La semaine dernière, le chercheur Vincent Geloso a déposé une autre étude pour le compte du CPP. Cette fois, la recherche conclut qu'il n'en coûterait pas moins cher de vivre au Québec, au contraire. Vincent Geloso est chargé de cours à HEC Montréal et étudiant au doctorat en histoire économique à la London School of Economics.

Pour étayer son hypothèse, le chercheur s'attarde à deux aspects. D'abord, si les prix au Québec semblent plus bas, soutient M. Geloso, c'est que les produits consommés sont en fait de moins bonne qualité. Et ils sont de moins bonne qualité parce la pauvreté des Québécois les oblige à faire ces choix, dit-il.

Ensuite, les prix sont plus bas parce que certains produits et services importants sont subventionnés par le gouvernement, comme les garderies et l'électricité. Ces subventions ont toutefois pour effet de hausser le fardeau fiscal.

L'étude du CPP remet d'abord en question les indices de prix provinciaux de Statistique Canada. «Pour qu'une comparaison interprovinciale du coût des biens soit objective et valide, les biens comparés devraient être de qualité identique. Or, les indices de prix de Statistique Canada reflètent difficilement cette variation de qualité [...], particulièrement sur le plan du logement», écrit M. Geloso.

L'écart du coût des logements Québec-Canada anglais est majeur dans l'argumentaire des adeptes de Fortin. Or, Vincent Geloso soutient que les logements sont moins luxueux au Québec. D'une part, la proportion de logements loués est ici plus grande, le taux de propriété étant de 60% au Québec, comparativement à 67% en Ontario et à 71% dans les Prairies.

«Même quand ils sont locataires, les Québécois habitent des résidences moins luxueuses que celles des autres Canadiens, écrit l'auteur. Le loyer des appartements à Montréal inclut plus rarement l'eau chaude, le chauffage et l'électricité qu'à Toronto.»

Autre indicateur: les maisons, condos et logements comptant plus de deux salles de bains sont moins nombreux au Québec (27%) qu'en Ontario (47%) ou en Alberta (58%).

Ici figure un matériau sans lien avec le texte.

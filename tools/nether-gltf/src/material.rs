//! Material description (glTF material -> flat PBR parameters)
//!
//! Only the data needed to pick shader inputs downstream. Values the runtime
//! cannot represent fall back to defaults with a diagnostic.

use serde::Serialize;

use crate::diagnostics::{DiagnosticKind, Logger, LoggerExt};
use crate::document::schema::{TextureInfo, EXT_MATERIALS_UNLIT};
use crate::document::Document;
use crate::error::{ConvertError, Result};

#[derive(Debug, Clone, Copy, PartialEq, Eq, Serialize)]
#[serde(rename_all = "UPPERCASE")]
pub enum AlphaMode {
    Opaque,
    Mask,
    Blend,
}

#[derive(Debug, Clone, Copy, PartialEq, Eq, Serialize)]
#[serde(rename_all = "snake_case")]
pub enum WrapMode {
    Repeat,
    ClampToEdge,
    MirroredRepeat,
}

#[derive(Debug, Clone, Copy, PartialEq, Eq, Serialize)]
#[serde(rename_all = "snake_case")]
pub enum Filter {
    Nearest,
    Linear,
}

/// Resolved sampler state; mipmap selection folds into `mip_filter`
#[derive(Debug, Clone, Copy, PartialEq, Eq, Serialize)]
#[serde(rename_all = "camelCase")]
pub struct SamplerDesc {
    pub wrap_s: WrapMode,
    pub wrap_t: WrapMode,
    pub min_filter: Filter,
    pub mag_filter: Filter,
    pub mip_filter: Option<Filter>,
}

impl Default for SamplerDesc {
    fn default() -> Self {
        Self {
            wrap_s: WrapMode::Repeat,
            wrap_t: WrapMode::Repeat,
            min_filter: Filter::Linear,
            mag_filter: Filter::Linear,
            mip_filter: None,
        }
    }
}

#[derive(Debug, Clone, PartialEq, Serialize)]
#[serde(rename_all = "camelCase")]
pub struct TextureSlot {
    /// Material input, e.g. `baseColor` or `normal`
    pub slot: &'static str,
    pub texture: usize,
    pub image: Option<usize>,
    pub tex_coord: u32,
    pub sampler: SamplerDesc,
}

#[derive(Debug, Clone, PartialEq, Serialize)]
#[serde(rename_all = "camelCase")]
pub struct MaterialDesc {
    pub name: String,
    pub alpha_mode: AlphaMode,
    /// Only meaningful for [`AlphaMode::Mask`]
    pub alpha_cutoff: f32,
    pub double_sided: bool,
    pub unlit: bool,
    pub base_color_factor: [f32; 4],
    pub metallic_factor: f32,
    pub roughness_factor: f32,
    pub emissive_factor: [f32; 3],
    pub textures: Vec<TextureSlot>,
}

pub fn build_material(document: &Document, index: usize, logger: &dyn Logger) -> Result<MaterialDesc> {
    let material = document.material(index)?;
    let name = material
        .name
        .clone()
        .unwrap_or_else(|| format!("material_{index}"));

    let alpha_mode = match material.alpha_mode.as_deref() {
        None | Some("OPAQUE") => AlphaMode::Opaque,
        Some("MASK") => AlphaMode::Mask,
        Some("BLEND") => AlphaMode::Blend,
        Some(other) => {
            logger.warn(
                DiagnosticKind::UnsupportedAlphaMode,
                format!("material '{name}': alpha mode '{other}' is not supported, using OPAQUE"),
            );
            AlphaMode::Opaque
        }
    };

    let pbr = material.pbr_metallic_roughness.clone().unwrap_or_default();
    let mut textures = Vec::new();
    let slots = [
        ("baseColor", pbr.base_color_texture.as_ref()),
        ("metallicRoughness", pbr.metallic_roughness_texture.as_ref()),
        ("normal", material.normal_texture.as_ref()),
        ("occlusion", material.occlusion_texture.as_ref()),
        ("emissive", material.emissive_texture.as_ref()),
    ];
    for (slot, info) in slots {
        if let Some(info) = info {
            textures.push(texture_slot(document, slot, info, &name, logger)?);
        }
    }

    Ok(MaterialDesc {
        alpha_mode,
        alpha_cutoff: material.alpha_cutoff.unwrap_or(0.5),
        double_sided: material.double_sided,
        unlit: material.extensions.contains_key(EXT_MATERIALS_UNLIT),
        base_color_factor: pbr.base_color_factor.unwrap_or([1.0; 4]),
        metallic_factor: pbr.metallic_factor.unwrap_or(1.0),
        roughness_factor: pbr.roughness_factor.unwrap_or(1.0),
        emissive_factor: material.emissive_factor.unwrap_or([0.0; 3]),
        textures,
        name,
    })
}

fn texture_slot(
    document: &Document,
    slot: &'static str,
    info: &TextureInfo,
    material: &str,
    logger: &dyn Logger,
) -> Result<TextureSlot> {
    let gltf = document.gltf();
    let texture = gltf
        .textures
        .get(info.index)
        .ok_or_else(|| ConvertError::out_of_range("texture", info.index))?;

    let sampler = match texture.sampler {
        None => SamplerDesc::default(),
        Some(index) => {
            let raw = gltf
                .samplers
                .get(index)
                .ok_or_else(|| ConvertError::out_of_range("sampler", index))?;
            let context = format!("material '{material}' {slot} texture");
            let (min_filter, mip_filter) = raw
                .min_filter
                .map(|v| min_filter(v, &context, logger))
                .unwrap_or((Filter::Linear, None));
            SamplerDesc {
                wrap_s: raw.wrap_s.map_or(WrapMode::Repeat, |v| wrap_mode(v, &context, logger)),
                wrap_t: raw.wrap_t.map_or(WrapMode::Repeat, |v| wrap_mode(v, &context, logger)),
                min_filter,
                mag_filter: raw.mag_filter.map_or(Filter::Linear, |v| mag_filter(v, &context, logger)),
                mip_filter,
            }
        }
    };

    Ok(TextureSlot {
        slot,
        texture: info.index,
        image: texture.source,
        tex_coord: info.tex_coord,
        sampler,
    })
}

fn unsupported(logger: &dyn Logger, context: &str, what: &str, value: u32, fallback: &str) {
    logger.warn(
        DiagnosticKind::UnsupportedTextureParameter,
        format!("{context}: {what} {value} is not supported, using {fallback}"),
    );
}

fn wrap_mode(value: u32, context: &str, logger: &dyn Logger) -> WrapMode {
    match value {
        10497 => WrapMode::Repeat,
        33071 => WrapMode::ClampToEdge,
        33648 => WrapMode::MirroredRepeat,
        other => {
            unsupported(logger, context, "wrap mode", other, "REPEAT");
            WrapMode::Repeat
        }
    }
}

fn mag_filter(value: u32, context: &str, logger: &dyn Logger) -> Filter {
    match value {
        9728 => Filter::Nearest,
        9729 => Filter::Linear,
        other => {
            unsupported(logger, context, "mag filter", other, "LINEAR");
            Filter::Linear
        }
    }
}

fn min_filter(value: u32, context: &str, logger: &dyn Logger) -> (Filter, Option<Filter>) {
    match value {
        9728 => (Filter::Nearest, None),
        9729 => (Filter::Linear, None),
        9984 => (Filter::Nearest, Some(Filter::Nearest)),
        9985 => (Filter::Linear, Some(Filter::Nearest)),
        9986 => (Filter::Nearest, Some(Filter::Linear)),
        9987 => (Filter::Linear, Some(Filter::Linear)),
        other => {
            unsupported(logger, context, "min filter", other, "LINEAR");
            (Filter::Linear, None)
        }
    }
}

Deuxième élément de l'étude: l'impact des subventions. Selon M. Geloso, les indices de prix officiels sont ici plus bas car le gouvernement subventionne certains biens et services. «Une partie importante de la différence apparente du coût de la vie est simplement assumée autrement, par une fiscalité plus lourde.»

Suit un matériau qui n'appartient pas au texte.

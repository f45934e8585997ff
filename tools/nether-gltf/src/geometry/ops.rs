//! Geometry math consumed by the extractor
//!
//! The extractor only talks to [`GeometryOps`]; [`DefaultGeometryOps`] is the
//! stock implementation.

use glam::{Vec2, Vec3, Vec4};

use crate::document::PrimitiveMode;

/// Maximum joint influences kept per vertex
pub const MAX_INFLUENCES: usize = 4;

/// Normal/tangent recomputation and joint-influence reduction
pub trait GeometryOps {
    /// One unit normal per position
    fn compute_normals(&self, positions: &[Vec3], triangles: &[[u32; 3]]) -> Vec<Vec3>;

    /// One tangent per position, handedness in `w`
    fn compute_tangents(
        &self,
        positions: &[Vec3],
        normals: &[Vec3],
        uvs: &[Vec2],
        triangles: &[[u32; 3]],
    ) -> Vec<Vec4>;

    /// Keep the strongest [`MAX_INFLUENCES`] `(joint, weight)` pairs per vertex
    fn reduce_joint_influences(&self, influences: &[Vec<(u32, f32)>]) -> Vec<[(u32, f32); MAX_INFLUENCES]>;
}

/// Area-weighted normals, per-triangle UV tangent frames
#[derive(Debug, Clone, Copy, Default)]
pub struct DefaultGeometryOps;

fn triangle_in_range(tri: &[u32; 3], len: usize) -> bool {
    tri.iter().all(|&i| (i as usize) < len)
}

impl GeometryOps for DefaultGeometryOps {
    fn compute_normals(&self, positions: &[Vec3], triangles: &[[u32; 3]]) -> Vec<Vec3> {
        let mut normals = vec![Vec3::ZERO; positions.len()];
        for tri in triangles.iter().filter(|t| triangle_in_range(t, positions.len())) {
            let [a, b, c] = tri.map(|i| i as usize);
            // Unnormalized cross product weights by triangle area
            let face = (positions[b] - positions[a]).cross(positions[c] - positions[a]);
            normals[a] += face;
            normals[b] += face;
            normals[c] += face;
        }
        normals
            .into_iter()
            .map(|n| {
                let n = n.normalize_or_zero();
                if n == Vec3::ZERO {
                    Vec3::Z
                } else {
                    n
                }
            })
            .collect()
    }

    fn compute_tangents(
        &self,
        positions: &[Vec3],
        normals: &[Vec3],
        uvs: &[Vec2],
        triangles: &[[u32; 3]],
    ) -> Vec<Vec4> {
        let len = positions.len().min(normals.len()).min(uvs.len());
        let mut tan1 = vec![Vec3::ZERO; positions.len()];
        let mut tan2 = vec![Vec3::ZERO; positions.len()];

        for tri in triangles.iter().filter(|t| triangle_in_range(t, len)) {
            let [a, b, c] = tri.map(|i| i as usize);
            let e1 = positions[b] - positions[a];
            let e2 = positions[c] - positions[a];
            let d1 = uvs[b] - uvs[a];
            let d2 = uvs[c] - uvs[a];

            let det = d1.x * d2.y - d2.x * d1.y;
            if det.abs() < f32::EPSILON {
                continue;
            }
            let r = 1.0 / det;
            let sdir = (e1 * d2.y - e2 * d1.y) * r;
            let tdir = (e2 * d1.x - e1 * d2.x) * r;
            for v in [a, b, c] {
                tan1[v] += sdir;
                tan2[v] += tdir;
            }
        }

        (0..positions.len())
            .map(|v| {
                let n = normals.get(v).copied().unwrap_or(Vec3::Z);
                let t = tan1[v];
                // Gram-Schmidt
                let mut tangent = (t - n * n.dot(t)).normalize_or_zero();
                if tangent == Vec3::ZERO {
                    tangent = n.any_orthonormal_vector();
                }
                let w = if n.cross(tangent).dot(tan2[v]) < 0.0 {
                    -1.0
                } else {
                    1.0
                };
                tangent.extend(w)
            })
            .collect()
    }

    fn reduce_joint_influences(&self, influences: &[Vec<(u32, f32)>]) -> Vec<[(u32, f32); MAX_INFLUENCES]> {
        influences
            .iter()
            .map(|vertex| {
                let mut sorted = vertex.clone();
                sorted.sort_by(|a, b| b.1.total_cmp(&a.1));

                let mut out = [(0u32, 0.0f32); MAX_INFLUENCES];
                for (slot, influence) in out.iter_mut().zip(sorted) {
                    *slot = influence;
                }
                let sum: f32 = out.iter().map(|(_, w)| w).sum();
                if sum > 0.0 {
                    for (_, w) in &mut out {
                        *w /= sum;
                    }
                }
                out
            })
            .collect()
    }
}

/// Triangle list for a primitive, triangulating strips and fans
///
/// Without indices the vertices are used in order. Point and line modes
/// produce no triangles.
pub fn triangle_list(mode: PrimitiveMode, indices: Option<&[u32]>, vertex_count: usize) -> Vec<[u32; 3]> {
    let sequential: Vec<u32>;
    let idx = match indices {
        Some(values) => values,
        None => {
            sequential = (0..vertex_count as u32).collect();
            &sequential
        }
    };

    match mode {
        PrimitiveMode::Triangles => idx.chunks_exact(3).map(|c| [c[0], c[1], c[2]]).collect(),
        PrimitiveMode::TriangleStrip => (0..idx.len().saturating_sub(2))
            .map(|i| {
                if i % 2 == 0 {
                    [idx[i], idx[i + 1], idx[i + 2]]
                } else {
                    [idx[i], idx[i + 2], idx[i + 1]]
                }
            })
            .collect(),
        PrimitiveMode::TriangleFan => (1..idx.len().saturating_sub(1))
            .map(|i| [idx[0], idx[i], idx[i + 1]])
            .collect(),
        PrimitiveMode::Points
        | PrimitiveMode::Lines
        | PrimitiveMode::LineLoop
        | PrimitiveMode::LineStrip => Vec::new(),
    }
}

Il prend l'électricité comme exemple, dont les prix sont maintenus artificiellement bas par le gouvernement. Le prix de l'électricité est 81% plus élevé en Ontario, 109% en Alberta et 125% en Nouvelle-Écosse. Ce prix «subventionné» au Québec par l'ensemble des contribuables a pour effet de diminuer le coût de la vie. Le constat est semblable pour les frais de garde ou les droits universitaires.

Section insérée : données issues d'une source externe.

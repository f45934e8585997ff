//! Container loading: `.gltf` JSON and `.glb` binary, plus buffer URI resolution

use base64::Engine;
use std::path::{Path, PathBuf};

use super::schema::Gltf;
use crate::error::{ConvertError, Result};

/// GLB magic ("glTF" little-endian)
pub const GLB_MAGIC: u32 = 0x4654_6C67;
pub const GLB_VERSION: u32 = 2;
pub const GLB_HEADER_LEN: usize = 12;
pub const GLB_CHUNK_JSON: u32 = 0x4E4F_534A;
pub const GLB_CHUNK_BIN: u32 = 0x004E_4942;

const ACCEPTED_BUFFER_MEDIA_TYPES: &[&str] = &["application/octet-stream", "application/gltf-buffer"];

/// Where the bytes of one glTF buffer come from
#[derive(Debug, Clone, PartialEq, Eq)]
pub enum BufferSource {
    /// Data URI or GLB binary chunk, already in memory
    Embedded(Vec<u8>),
    /// External file, resolved against the document directory
    External(PathBuf),
    /// No URI and no GLB chunk
    Empty,
}

/// Parsed container before external buffers are read
#[derive(Debug, Clone)]
pub struct GltfFile {
    pub gltf: Gltf,
    pub buffers: Vec<BufferSource>,
}

/// Read a `.gltf` or `.glb` file, choosing the parser by extension
pub fn read_gltf(path: &Path) -> Result<GltfFile> {
    let data = std::fs::read(path).map_err(|e| ConvertError::io(path, e))?;
    let base_dir = path.parent().unwrap_or_else(|| Path::new(""));

    let is_glb = path
        .extension()
        .and_then(|e| e.to_str())
        .is_some_and(|e| e.eq_ignore_ascii_case("glb"));

    if is_glb {
        parse_glb(&data, base_dir)
    } else {
        parse_gltf_json(&data, base_dir)
    }
}

/// Parse a JSON glTF document and resolve its buffer URIs
pub fn parse_gltf_json(data: &[u8], base_dir: &Path) -> Result<GltfFile> {
    let gltf: Gltf = serde_json::from_slice(data)?;
    let buffers = resolve_buffers(&gltf, None, base_dir)?;
    Ok(GltfFile { gltf, buffers })
}

/// Parse a GLB container
pub fn parse_glb(data: &[u8], base_dir: &Path) -> Result<GltfFile> {
    if data.len() < GLB_HEADER_LEN {
        return Err(ConvertError::BadGlb(format!(
            "file is {} bytes, shorter than the {} byte header",
            data.len(),
            GLB_HEADER_LEN
        )));
    }

    let magic = read_u32(data, 0);
    if magic != GLB_MAGIC {
        return Err(ConvertError::BadGlb(format!("bad magic 0x{magic:08X}")));
    }
    let version = read_u32(data, 4);
    if version != GLB_VERSION {
        return Err(ConvertError::BadGlb(format!("unsupported version {version}")));
    }
    let length = read_u32(data, 8) as usize;
    if length != data.len() {
        return Err(ConvertError::BadGlb(format!(
            "header declares {} bytes, got {}",
            length,
            data.len()
        )));
    }

    let mut offset = GLB_HEADER_LEN;
    let mut chunk_index = 0usize;
    let mut json: Option<&[u8]> = None;
    let mut bin: Option<&[u8]> = None;

    while offset < length {
        if offset + 8 > length {
            return Err(ConvertError::BadGlb(format!(
                "truncated header for chunk {chunk_index}"
            )));
        }
        let chunk_length = read_u32(data, offset) as usize;
        let chunk_type = read_u32(data, offset + 4);
        let body_start = offset + 8;
        let body_end = body_start
            .checked_add(chunk_length)
            .filter(|&end| end <= length)
            .ok_or_else(|| {
                ConvertError::BadGlb(format!("chunk {chunk_index} runs past the end of the file"))
            })?;
        let body = &data[body_start..body_end];

        if chunk_index == 0 {
            if chunk_type != GLB_CHUNK_JSON {
                return Err(ConvertError::BadGlb(format!(
                    "first chunk must be JSON, found type 0x{chunk_type:08X}"
                )));
            }
            json = Some(body);
        } else if chunk_type == GLB_CHUNK_BIN && bin.is_none() {
            bin = Some(body);
        }

        offset = body_end;
        chunk_index += 1;
    }

    let json = json.ok_or_else(|| ConvertError::BadGlb("missing JSON chunk".into()))?;
    let text = std::str::from_utf8(json)
        .map_err(|e| ConvertError::BadGlb(format!("JSON chunk is not UTF-8: {e}")))?;
    let gltf: Gltf = serde_json::from_str(text)?;
    let buffers = resolve_buffers(&gltf, bin, base_dir)?;

    Ok(GltfFile { gltf, buffers })
}

fn read_u32(data: &[u8], offset: usize) -> u32 {
    u32::from_le_bytes([
        data[offset],
        data[offset + 1],
        data[offset + 2],
        data[offset + 3],
    ])
}

fn resolve_buffers(gltf: &Gltf, glb_bin: Option<&[u8]>, base_dir: &Path) -> Result<Vec<BufferSource>> {
    gltf.buffers
        .iter()
        .enumerate()
        .map(|(index, buffer)| match buffer.uri.as_deref() {
            Some(uri) => resolve_uri(uri, base_dir),
            None => Ok(match (index, glb_bin) {
                (0, Some(bin)) => BufferSource::Embedded(bin.to_vec()),
                _ => BufferSource::Empty,
            }),
        })
        .collect()
}

/// Resolve one buffer URI: decode a data URI in place, or produce a file path
pub fn resolve_uri(uri: &str, base_dir: &Path) -> Result<BufferSource> {
    if let Some(rest) = uri.strip_prefix("data:") {
        return decode_data_uri(rest).map(BufferSource::Embedded);
    }
    if uri.contains("://") {
        return Err(ConvertError::UnsupportedUri(uri.to_string()));
    }
    Ok(BufferSource::External(base_dir.join(percent_decode(uri))))
}

/// Decode the part of a data URI after `data:`
fn decode_data_uri(rest: &str) -> Result<Vec<u8>> {
    let (header, payload) = rest
        .split_once(',')
        .ok_or_else(|| ConvertError::UnsupportedDataUri("missing ',' separator".into()))?;

    let mut params = header.split(';');
    let media_type = params.next().unwrap_or_default();
    if !ACCEPTED_BUFFER_MEDIA_TYPES.contains(&media_type) {
        return Err(ConvertError::UnsupportedDataUri(format!(
            "media type '{media_type}' is not a buffer type"
        )));
    }
    if !params.any(|p| p == "base64") {
        return Err(ConvertError::UnsupportedDataUri(
            "only base64 data URIs are supported".into(),
        ));
    }

    Ok(base64::engine::general_purpose::STANDARD.decode(payload)?)
}

fn percent_decode(uri: &str) -> String {
    let bytes = uri.as_bytes();
    let mut out = Vec::with_capacity(bytes.len());
    let mut i = 0;
    while i < bytes.len() {
        if bytes[i] == b'%' && i + 2 < bytes.len() {
            let hex = std::str::from_utf8(&bytes[i + 1..i + 3])
                .ok()
                .and_then(|h| u8::from_str_radix(h, 16).ok());
            if let Some(b) = hex {
                out.push(b);
                i += 3;
                continue;
            }
        }
        out.push(bytes[i]);
        i += 1;
    }
    String::from_utf8_lossy(&out).into_owned()
}

impl GltfFile {
    /// Read every external buffer, producing an immutable [`super::Document`]
    pub fn into_document(self) -> Result<super::Document> {
        let buffers = self
            .buffers
            .into_iter()
            .map(|source| match source {
                BufferSource::Embedded(bytes) => Ok(bytes),
                BufferSource::External(path) => {
                    std::fs::read(&path).map_err(|e| ConvertError::io(path, e))
                }
                BufferSource::Empty => Ok(Vec::new()),
            })
            .collect::<Result<Vec<_>>>()?;
        Ok(super::Document::new(self.gltf, buffers))
    }
}

/// Load a document and all its buffers from disk
pub fn load_document(path: &Path) -> Result<super::Document> {
    read_gltf(path)?.into_document()
}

Selon l'étude du CPP, pour mesurer l'écart du coût de la vie, il faut comparer le temps de travail nécessaire pour acquérir certains biens et services. En utilisant le salaire horaire moyen, Vincent Geloso en vient à la conclusion que la vaste majorité des produits sont plus coûteux au Québec qu'en Ontario.

Par exemple, le travailleur québécois doit consacrer 104% du temps de l'ontarien pour acheter une poitrine de poulet, 108% pour acheter des chaussures de ville, 119% pour se procurer un iPod et 173% pour manger un Big Mac.

Le chercheur conclut qu'il est faux de dire que le coût de la vie est moindre au Québec pour des biens comparables. Au moment d'écrire ces lignes, Pierre Fortin n'avait pas pris connaissance des détails de l'étude, mais on peut s'attendre à une réplique.

Pour ma part, je suggérerais une autre méthode pour mesurer le niveau de vie. Ne serait-il pas préférable de comparer, entre différentes régions, les revenus et dépenses après impôts d'un couple avec les mêmes métiers (informaticien, secrétaire, plombier, enseignante, etc.)? Et vivant dans un logement semblable situé à distance équivalente du centre-ville. Cette distance a un impact très important sur le prix du terrain et le coût du transport, notamment.

En estimant ces revenus après impôts et dépenses, on obtiendrait, pour chaque ménage, le résidu disponible pour l'épargne. Le résidu de chaque famille comparable dans différentes régions du Canada nous indiquerait l'écart de niveau de vie.

L'étude est publiée sur le site du Centre sur la productivité et la prospérité de HEC Montréal.